THE TASK: Each record below must be written out exactly as given.
::::::::
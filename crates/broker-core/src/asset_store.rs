//! Ledger store: keyed storage of balance records.
//!
//! Reads return owned snapshots. Writes never happen here directly;
//! they go through [`Storage::commit`](crate::storage::Storage::commit),
//! which checks each staged record's version against the stored one
//! (compare-and-swap) and bumps it on success.

use std::collections::HashMap;
use std::sync::{PoisonError, RwLock, RwLockWriteGuard};

use crate::asset::{Asset, AssetKey};
use crate::error::{BrokerError, BrokerResult};
use crate::ids::CustomerId;

pub(crate) type AssetTable = HashMap<AssetKey, Asset>;

#[derive(Debug, Default)]
pub struct AssetStore {
    records: RwLock<AssetTable>,
}

impl AssetStore {
    pub fn new() -> Self {
        AssetStore::default()
    }

    /// Committed snapshot of one record, if it exists.
    pub fn get(&self, key: &AssetKey) -> Option<Asset> {
        self.records
            .read()
            .unwrap_or_else(PoisonError::into_inner)
            .get(key)
            .cloned()
    }

    /// All records of a customer, optionally restricted to one asset
    /// name, sorted by asset name.
    pub fn list(&self, customer_id: CustomerId, asset_name: Option<&str>) -> Vec<Asset> {
        let records = self.records.read().unwrap_or_else(PoisonError::into_inner);
        let mut out: Vec<Asset> = records
            .values()
            .filter(|a| a.customer_id() == customer_id)
            .filter(|a| asset_name.map_or(true, |name| a.name() == name))
            .cloned()
            .collect();
        out.sort_by(|a, b| a.key.cmp(&b.key));
        out
    }

    pub fn is_empty(&self) -> bool {
        self.records
            .read()
            .unwrap_or_else(PoisonError::into_inner)
            .is_empty()
    }

    pub(crate) fn write_table(&self) -> RwLockWriteGuard<'_, AssetTable> {
        self.records.write().unwrap_or_else(PoisonError::into_inner)
    }
}

/// Every staged record must carry the version currently stored
/// (`0` for a record that must not exist yet).
pub(crate) fn check_versions(table: &AssetTable, writes: &[Asset]) -> BrokerResult<()> {
    for staged in writes {
        let stored = table.get(&staged.key).map_or(0, |a| a.version);
        if stored != staged.version {
            return Err(BrokerError::Conflict {
                resource: format!("asset {}", staged.key),
            });
        }
    }
    Ok(())
}

pub(crate) fn apply(table: &mut AssetTable, writes: Vec<Asset>) {
    for mut asset in writes {
        asset.version += 1;
        table.insert(asset.key.clone(), asset);
    }
}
::::::::
RESULT:
filename crates/broker-core/src/asset_store.rs
//! Ledger store: keyed storage of balance records.
//!
//! Reads return owned snapshots. Writes never happen here directly;
//! they go through [`Storage::commit`](crate::storage::Storage::commit),
//! which checks each staged record's version against the stored one
//! (compare-and-swap) and bumps it on success.

use std::collections::HashMap;
use std::sync::{PoisonError, RwLock, RwLockWriteGuard};

use crate::asset::{Asset, AssetKey};
use crate::error::{BrokerError, BrokerResult};
use crate::ids::CustomerId;

pub(crate) type AssetTable = HashMap<AssetKey, Asset>;

#[derive(Debug, Default)]
pub struct AssetStore {
    records: RwLock<AssetTable>,
}

impl AssetStore {
    pub fn new() -> Self {
        AssetStore::default()
    }

    /// Committed snapshot of one record, if it exists.
    pub fn get(&self, key: &AssetKey) -> Option<Asset> {
        self.records
            .read()
            .unwrap_or_else(PoisonError::into_inner)
            .get(key)
            .cloned()
    }

    /// All records of a customer, optionally restricted to one asset
    /// name, sorted by asset name.
    pub fn list(&self, customer_id: CustomerId, asset_name: Option<&str>) -> Vec<Asset> {
        let records = self.records.read().unwrap_or_else(PoisonError::into_inner);
        let mut out: Vec<Asset> = records
            .values()
            .filter(|a| a.customer_id() == customer_id)
            .filter(|a| asset_name.map_or(true, |name| a.name() == name))
            .cloned()
            .collect();
        out.sort_by(|a, b| a.key.cmp(&b.key));
        out
    }

    pub fn is_empty(&self) -> bool {
        self.records
            .read()
            .unwrap_or_else(PoisonError::into_inner)
            .is_empty()
    }

    pub(crate) fn write_table(&self) -> RwLockWriteGuard<'_, AssetTable> {
        self.records.write().unwrap_or_else(PoisonError::into_inner)
    }
}

/// Every staged record must carry the version currently stored
/// (`0` for a record that must not exist yet).
pub(crate) fn check_versions(table: &AssetTable, writes: &[Asset]) -> BrokerResult<()> {
    for staged in writes {
        let stored = table.get(&staged.key).map_or(0, |a| a.version);
        if stored != staged.version {
            return Err(BrokerError::Conflict {
                resource: format!("asset {}", staged.key),
            });
        }
    }
    Ok(())
}

pub(crate) fn apply(table: &mut AssetTable, writes: Vec<Asset>) {
    for mut asset in writes {
        asset.version += 1;
        table.insert(asset.key.clone(), asset);
    }
}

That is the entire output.